Nonostante la naturale propensione a ritenere che i nostri gesti siano per lo più voluti da noi e che quelli che invece compiamo in automatismo siano una piccola parte, è vero esattamente il contrario, «l’automatismo è la regola, e l’illusione della volontà cosciente è l’eccezione» (Wegner, p. 188). Se ogni volta che ci muoviamo, rispondiamo a delle domande, interagiamo in tempo reale con gli altri e con l’ambiente dovessimo pensare a ciò che stiamo facendo e calcolare consapevolmente tutte le cause e implicazioni, di fatto non agiremmo più o il nostro agire sarebbe così lento da risultare vano. E dunque anche «chi erra non lo fa per cattiva volontà. Ciò non è concepibile per l’uomo greco, il quale non ha neppure il termine per indicare quel che noi chiamiamo volontà» (Walter F. Otto, Teofania.
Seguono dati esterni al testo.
use std::fmt;

use crate::{
    navigation::{Navigator, login_redirect, retrieve_redirect},
    session::{AuthStatus, SessionState},
    store::StoreSnapshot,
};

/// GuardOutcome
///
/// The verdict of one guard. Only `Allow` and `AllowFramed` let rendering
/// continue into the guarded subtree.
#[derive(Debug, Clone, PartialEq, Eq)]
pub enum GuardOutcome {
    Allow,
    /// Allowed, and the subtree must be wrapped in the console chrome.
    AllowFramed,
    /// The guard navigated elsewhere; the current render is abandoned.
    Redirected(String),
    /// The session is still loading; render nothing and try again on the next state change.
    Deferred,
    /// The subtree renders nothing.
    Hidden,
}

impl GuardOutcome {
    pub fn allows(&self) -> bool {
        matches!(self, GuardOutcome::Allow | GuardOutcome::AllowFramed)
    }
}

/// AuthGuard
///
/// Lets authenticated viewers through. Everyone else is sent to the login page
/// with the requested path preserved, except while the session is loading,
/// where redirecting would only flicker.
pub struct AuthGuard;

impl AuthGuard {
    pub fn check(session: &SessionState, navigator: &mut dyn Navigator) -> GuardOutcome {
        match session.status() {
            AuthStatus::Authenticated => GuardOutcome::Allow,
            AuthStatus::Loading => GuardOutcome::Deferred,
            AuthStatus::Unauthenticated => {
                let target = login_redirect(navigator.current_path());
                navigator.navigate_to(&target);
                GuardOutcome::Redirected(target)
            }
        }
    }
}

/// FrameWrapper
///
/// [`AuthGuard`] plus the shared chrome around the page.
pub struct FrameWrapper;

impl FrameWrapper {
    pub fn check(session: &SessionState, navigator: &mut dyn Navigator) -> GuardOutcome {
        match AuthGuard::check(session, navigator) {
            GuardOutcome::Allow => GuardOutcome::AllowFramed,
            other => other,
        }
    }
}

/// GuestGuard
///
/// Keeps signed-in viewers off the login page by sending them on to the path
/// the login URL preserved.
pub struct GuestGuard;

impl GuestGuard {
    pub fn check(session: &SessionState, navigator: &mut dyn Navigator) -> GuardOutcome {
        match session.status() {
            AuthStatus::Unauthenticated => GuardOutcome::Allow,
            AuthStatus::Loading => GuardOutcome::Deferred,
            AuthStatus::Authenticated => {
                let target = retrieve_redirect(navigator.current_path());
                navigator.navigate_to(&target);
                GuardOutcome::Redirected(target)
            }
        }
    }
}

/// Computes a permission guard's flag from the store snapshot.
pub type VisibilitySelector = fn(&StoreSnapshot) -> bool;

/// What a permission guard does when its flag is `false`.
#[derive(Debug, Clone, Copy, PartialEq, Eq)]
pub enum Fallback {
    Nothing,
    Redirect(&'static str),
}

/// PermissionGuard
///
/// Renders its children iff the flag it is handed is `true`. The guard never
/// derives the flag itself; the policy lives in the selector it carries.
#[derive(Clone, Copy)]
pub struct PermissionGuard {
    selector: VisibilitySelector,
    fallback: Fallback,
}

impl PermissionGuard {
    pub fn new(selector: VisibilitySelector) -> Self {
        Self {
            selector,
            fallback: Fallback::Nothing,
        }
    }

    pub fn or_redirect(mut self, path: &'static str) -> Self {
        self.fallback = Fallback::Redirect(path);
        self
    }

    pub fn selector(&self) -> VisibilitySelector {
        self.selector
    }

    pub fn fallback(&self) -> Fallback {
        self.fallback
    }

    pub fn check(&self, is_feature_visible: bool, navigator: &mut dyn Navigator) -> GuardOutcome {
        if is_feature_visible {
            return GuardOutcome::Allow;
        }
        match self.fallback {
            Fallback::Nothing => GuardOutcome::Hidden,
            Fallback::Redirect(path) => {
                navigator.navigate_to(path);
                GuardOutcome::Redirected(path.to_string())
            }
        }
    }
}

impl fmt::Debug for PermissionGuard {
    fn fmt(&self, f: &mut fmt::Formatter<'_>) -> fmt::Result {
        f.debug_struct("PermissionGuard")
            .field("fallback", &self.fallback)
            .finish_non_exhaustive()
    }
}

/// Guard
///
/// The guards a route node may declare, evaluated in declaration order.
#[derive(Debug, Clone, Copy)]
pub enum Guard {
    RequireAuth,
    AuthAndFrame,
    RequirePermission(PermissionGuard),
    GuestOnly,
}

impl Guard {
    pub fn evaluate(&self, snapshot: &StoreSnapshot, navigator: &mut dyn Navigator) -> GuardOutcome {
        match self {
            Guard::RequireAuth => AuthGuard::check(&snapshot.session, navigator),
            Guard::AuthAndFrame => FrameWrapper::check(&snapshot.session, navigator),
            Guard::GuestOnly => GuestGuard::check(&snapshot.session, navigator),
            Guard::RequirePermission(guard) => {
                let is_feature_visible = (guard.selector())(snapshot);
                guard.check(is_feature_visible, navigator)
            }
        }
    }

    pub fn name(&self) -> &'static str {
        match self {
            Guard::RequireAuth => "require_auth",
            Guard::AuthAndFrame => "auth_and_frame",
            Guard::RequirePermission(_) => "require_permission",
            Guard::GuestOnly => "guest_only",
        }
    }
}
Lo spirito della religione greca antica, a cura di G. Moretti, Adelphi 2021, p. 72).
La questione teologico-giuridica diventa così quasi inestricabile, una volta che, rispetto ai Greci, si è privilegiata la colpa interiore e soggettiva invece del danno oggettivo che un’azione eventualmente produce: «gran parte dei timori relativi alle spiegazioni meccanicistiche del comportamento umano può essere fatta risalire alla cultura occidentale e alle sue ideologie religiose» (Wegner, p. 417), in particolare a quelle monoteistiche nelle quali il posto dell’anima individuale diventa preminente, se non totale. Ma anche l’anima è parte del tutto, inseparabile dalla complessità infinita degli eventi.

Sul determinismo

La sensazione del libero arbitrio
il manifesto

20 agosto 2020
pagina 11

L’illusione della volontà cosciente dello psicologo Daniel Wegner è un libro fecondo anche perché sostiene e conferma sul piano empirico una verità logico-teoretica evidente, quella per la quale il libero arbitrio è una sensazione assai potente e certamente funzionale ma non per questo relativa a qualcosa di reale. Come scrive Wegner, «il libero arbitrio è una sensazione, mentre il determinismo è un processo. Sono incommensurabili».
A un tema come questo, che ritengo fondamentale sia in chiave antropologica sia metafisica, ho dedicato alcuni anni fa un intero corso e un saggio dal titolo Il libero arbitrio tra neuroscienze e filosofia.
Nell’articolo è saltata un’affermazione di Einstein, che recupero qui: «un Essere, dotato di una capacità di intuizione superiore e della più perfetta intelligenza, osservando l’uomo e le sue azioni, sorriderebbe di fronte all’umana illusione di agire in base al proprio libero arbitrio». Esattamente ciò che pensava Spinoza.